**Your objective:** Work through the data line by line, gathering every line that has the word "sheets".

**Exercise materials:**
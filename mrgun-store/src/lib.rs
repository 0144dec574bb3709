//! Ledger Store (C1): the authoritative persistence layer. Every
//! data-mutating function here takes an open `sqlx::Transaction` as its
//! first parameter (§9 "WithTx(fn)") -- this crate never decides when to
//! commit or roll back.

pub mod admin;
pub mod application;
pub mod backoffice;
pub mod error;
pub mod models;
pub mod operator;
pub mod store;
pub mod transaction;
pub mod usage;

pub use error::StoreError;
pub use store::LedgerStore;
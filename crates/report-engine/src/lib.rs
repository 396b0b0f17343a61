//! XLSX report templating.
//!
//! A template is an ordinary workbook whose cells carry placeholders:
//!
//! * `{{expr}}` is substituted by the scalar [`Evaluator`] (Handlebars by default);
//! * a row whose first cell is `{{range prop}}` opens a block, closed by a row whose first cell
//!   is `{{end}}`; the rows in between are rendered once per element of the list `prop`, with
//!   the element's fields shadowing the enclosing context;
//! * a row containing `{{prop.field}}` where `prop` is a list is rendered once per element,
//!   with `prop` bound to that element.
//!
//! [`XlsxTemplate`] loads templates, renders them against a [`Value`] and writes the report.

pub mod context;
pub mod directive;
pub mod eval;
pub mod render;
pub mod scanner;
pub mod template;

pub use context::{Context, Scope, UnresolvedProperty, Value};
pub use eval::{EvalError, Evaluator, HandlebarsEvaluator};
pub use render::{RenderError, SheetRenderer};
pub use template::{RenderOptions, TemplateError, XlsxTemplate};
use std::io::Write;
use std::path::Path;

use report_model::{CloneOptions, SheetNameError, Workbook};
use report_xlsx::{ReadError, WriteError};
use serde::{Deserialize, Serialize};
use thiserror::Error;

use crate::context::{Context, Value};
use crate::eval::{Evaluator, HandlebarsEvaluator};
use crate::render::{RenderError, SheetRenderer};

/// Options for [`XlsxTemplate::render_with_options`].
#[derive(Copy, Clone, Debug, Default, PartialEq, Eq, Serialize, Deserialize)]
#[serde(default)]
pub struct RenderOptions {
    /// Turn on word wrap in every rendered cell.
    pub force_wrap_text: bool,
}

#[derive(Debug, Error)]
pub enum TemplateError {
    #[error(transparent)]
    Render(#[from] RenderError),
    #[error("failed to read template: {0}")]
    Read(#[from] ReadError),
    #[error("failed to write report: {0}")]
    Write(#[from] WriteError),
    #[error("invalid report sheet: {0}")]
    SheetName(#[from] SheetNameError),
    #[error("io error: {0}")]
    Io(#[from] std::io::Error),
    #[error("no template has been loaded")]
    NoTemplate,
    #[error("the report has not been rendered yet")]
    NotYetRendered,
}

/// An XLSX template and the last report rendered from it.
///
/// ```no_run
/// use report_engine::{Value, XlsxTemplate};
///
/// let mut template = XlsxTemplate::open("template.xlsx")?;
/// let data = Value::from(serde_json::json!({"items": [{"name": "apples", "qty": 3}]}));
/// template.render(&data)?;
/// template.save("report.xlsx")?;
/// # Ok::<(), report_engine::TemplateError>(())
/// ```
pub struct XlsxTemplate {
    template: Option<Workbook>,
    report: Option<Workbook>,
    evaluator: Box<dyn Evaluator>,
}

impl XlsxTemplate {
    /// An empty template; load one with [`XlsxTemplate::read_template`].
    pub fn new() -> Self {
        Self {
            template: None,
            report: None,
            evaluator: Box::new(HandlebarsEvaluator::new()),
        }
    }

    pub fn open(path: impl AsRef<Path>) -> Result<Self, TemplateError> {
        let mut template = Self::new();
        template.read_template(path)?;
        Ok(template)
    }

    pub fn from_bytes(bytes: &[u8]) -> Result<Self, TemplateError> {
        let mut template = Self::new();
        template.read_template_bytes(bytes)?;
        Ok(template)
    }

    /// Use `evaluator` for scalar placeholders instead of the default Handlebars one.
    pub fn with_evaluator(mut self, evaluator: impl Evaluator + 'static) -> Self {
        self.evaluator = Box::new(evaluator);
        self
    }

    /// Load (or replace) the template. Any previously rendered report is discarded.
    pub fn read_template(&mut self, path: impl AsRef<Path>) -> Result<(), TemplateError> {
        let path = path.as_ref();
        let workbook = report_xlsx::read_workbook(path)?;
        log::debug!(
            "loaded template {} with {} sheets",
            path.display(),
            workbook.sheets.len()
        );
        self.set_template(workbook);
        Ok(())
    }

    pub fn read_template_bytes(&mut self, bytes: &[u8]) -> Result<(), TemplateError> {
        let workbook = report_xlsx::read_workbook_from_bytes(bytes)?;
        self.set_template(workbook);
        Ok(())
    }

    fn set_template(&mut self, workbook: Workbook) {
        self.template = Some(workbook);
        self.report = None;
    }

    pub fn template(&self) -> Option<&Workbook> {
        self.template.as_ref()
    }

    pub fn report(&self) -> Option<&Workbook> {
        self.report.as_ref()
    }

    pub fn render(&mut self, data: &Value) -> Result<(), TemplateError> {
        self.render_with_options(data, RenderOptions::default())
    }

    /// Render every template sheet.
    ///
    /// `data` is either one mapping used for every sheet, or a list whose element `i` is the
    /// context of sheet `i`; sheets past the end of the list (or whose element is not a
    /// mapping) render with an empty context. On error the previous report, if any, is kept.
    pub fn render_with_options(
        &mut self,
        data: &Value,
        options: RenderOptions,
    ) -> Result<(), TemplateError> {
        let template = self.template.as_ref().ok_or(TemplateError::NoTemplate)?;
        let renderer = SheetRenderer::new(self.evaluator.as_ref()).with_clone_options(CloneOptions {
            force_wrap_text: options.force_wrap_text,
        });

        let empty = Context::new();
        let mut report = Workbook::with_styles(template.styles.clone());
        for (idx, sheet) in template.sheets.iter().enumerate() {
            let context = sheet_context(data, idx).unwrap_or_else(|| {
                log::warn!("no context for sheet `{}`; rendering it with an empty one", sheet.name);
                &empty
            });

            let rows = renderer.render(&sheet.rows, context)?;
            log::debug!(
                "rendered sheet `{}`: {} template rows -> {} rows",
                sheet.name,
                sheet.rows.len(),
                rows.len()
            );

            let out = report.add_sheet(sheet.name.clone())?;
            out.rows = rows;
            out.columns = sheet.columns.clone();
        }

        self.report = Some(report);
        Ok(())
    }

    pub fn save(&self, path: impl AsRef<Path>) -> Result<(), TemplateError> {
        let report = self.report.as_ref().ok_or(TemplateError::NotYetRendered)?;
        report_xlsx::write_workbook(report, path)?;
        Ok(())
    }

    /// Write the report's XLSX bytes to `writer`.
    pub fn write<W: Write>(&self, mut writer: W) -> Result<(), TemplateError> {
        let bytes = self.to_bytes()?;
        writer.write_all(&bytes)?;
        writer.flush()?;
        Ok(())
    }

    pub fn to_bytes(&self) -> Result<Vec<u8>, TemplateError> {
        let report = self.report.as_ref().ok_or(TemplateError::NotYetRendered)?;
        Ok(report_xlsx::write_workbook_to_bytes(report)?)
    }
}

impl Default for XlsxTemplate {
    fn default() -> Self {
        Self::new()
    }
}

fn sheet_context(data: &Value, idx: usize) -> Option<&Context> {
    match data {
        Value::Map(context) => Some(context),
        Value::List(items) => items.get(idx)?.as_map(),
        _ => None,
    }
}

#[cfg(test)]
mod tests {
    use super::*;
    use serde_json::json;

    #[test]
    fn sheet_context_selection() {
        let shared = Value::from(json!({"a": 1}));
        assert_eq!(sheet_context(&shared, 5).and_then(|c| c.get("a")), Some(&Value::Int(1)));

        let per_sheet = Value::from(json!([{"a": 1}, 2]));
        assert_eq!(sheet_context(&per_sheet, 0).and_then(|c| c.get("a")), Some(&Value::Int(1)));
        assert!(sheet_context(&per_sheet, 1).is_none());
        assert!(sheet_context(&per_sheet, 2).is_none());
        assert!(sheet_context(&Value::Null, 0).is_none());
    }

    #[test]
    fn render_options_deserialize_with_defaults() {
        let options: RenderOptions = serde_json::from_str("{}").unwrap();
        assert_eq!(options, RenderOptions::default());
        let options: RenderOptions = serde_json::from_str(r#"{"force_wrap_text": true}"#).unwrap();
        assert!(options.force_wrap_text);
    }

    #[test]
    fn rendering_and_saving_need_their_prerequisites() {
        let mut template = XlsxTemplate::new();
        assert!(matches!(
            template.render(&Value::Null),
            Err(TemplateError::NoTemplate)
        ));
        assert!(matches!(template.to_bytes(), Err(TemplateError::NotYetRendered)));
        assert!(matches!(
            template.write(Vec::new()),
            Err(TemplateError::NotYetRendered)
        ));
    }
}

**Result of the task:**
            "loaded template {} with {} sheets",
            workbook.sheets.len()
    /// context of sheet `i`; sheets past the end of the list (or whose element is not a
        for (idx, sheet) in template.sheets.iter().enumerate() {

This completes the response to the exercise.